What is needed.
The line with "pub mod model;", the line with "on srat-api directly.", and all lines between them in the material below: return these exactly, and no others.

── Extracted material

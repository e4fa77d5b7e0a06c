// srat-core: Reactive state layer between srat-api and consumers (CLI, integrations).

pub mod client;
pub mod config;
pub mod coordinator;
pub mod error;
pub mod model;
pub mod snapshot;

// ── Primary re-exports ──────────────────────────────────────────────
pub use client::SratClient;
pub use config::ClientConfig;
pub use coordinator::StateCoordinator;
pub use error::CoreError;
pub use snapshot::{SnapshotStream, SnapshotWatchStream, StateSnapshot};

pub use model::{
    Disk, DiskHealth, EventKind, Heartbeat, ProcessStatus, SambaStatus, ServerStatus,
    ShareResource, SratEvent,
};

// Transport types consumers need without depending on srat-api directly.
pub use srat_api::{ConnectionState, ListenerError, ListenerHandle, ReconnectPolicy, StreamTransport};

────

Result of this task.
pub mod model;
pub mod snapshot;

// ── Primary re-exports ──────────────────────────────────────────────
pub use client::SratClient;
pub use config::ClientConfig;
pub use coordinator::StateCoordinator;
pub use error::CoreError;
pub use snapshot::{SnapshotStream, SnapshotWatchStream, StateSnapshot};

pub use model::{
    Disk, DiskHealth, EventKind, Heartbeat, ProcessStatus, SambaStatus, ServerStatus,
    ShareResource, SratEvent,
};

// Transport types consumers need without depending on srat-api directly.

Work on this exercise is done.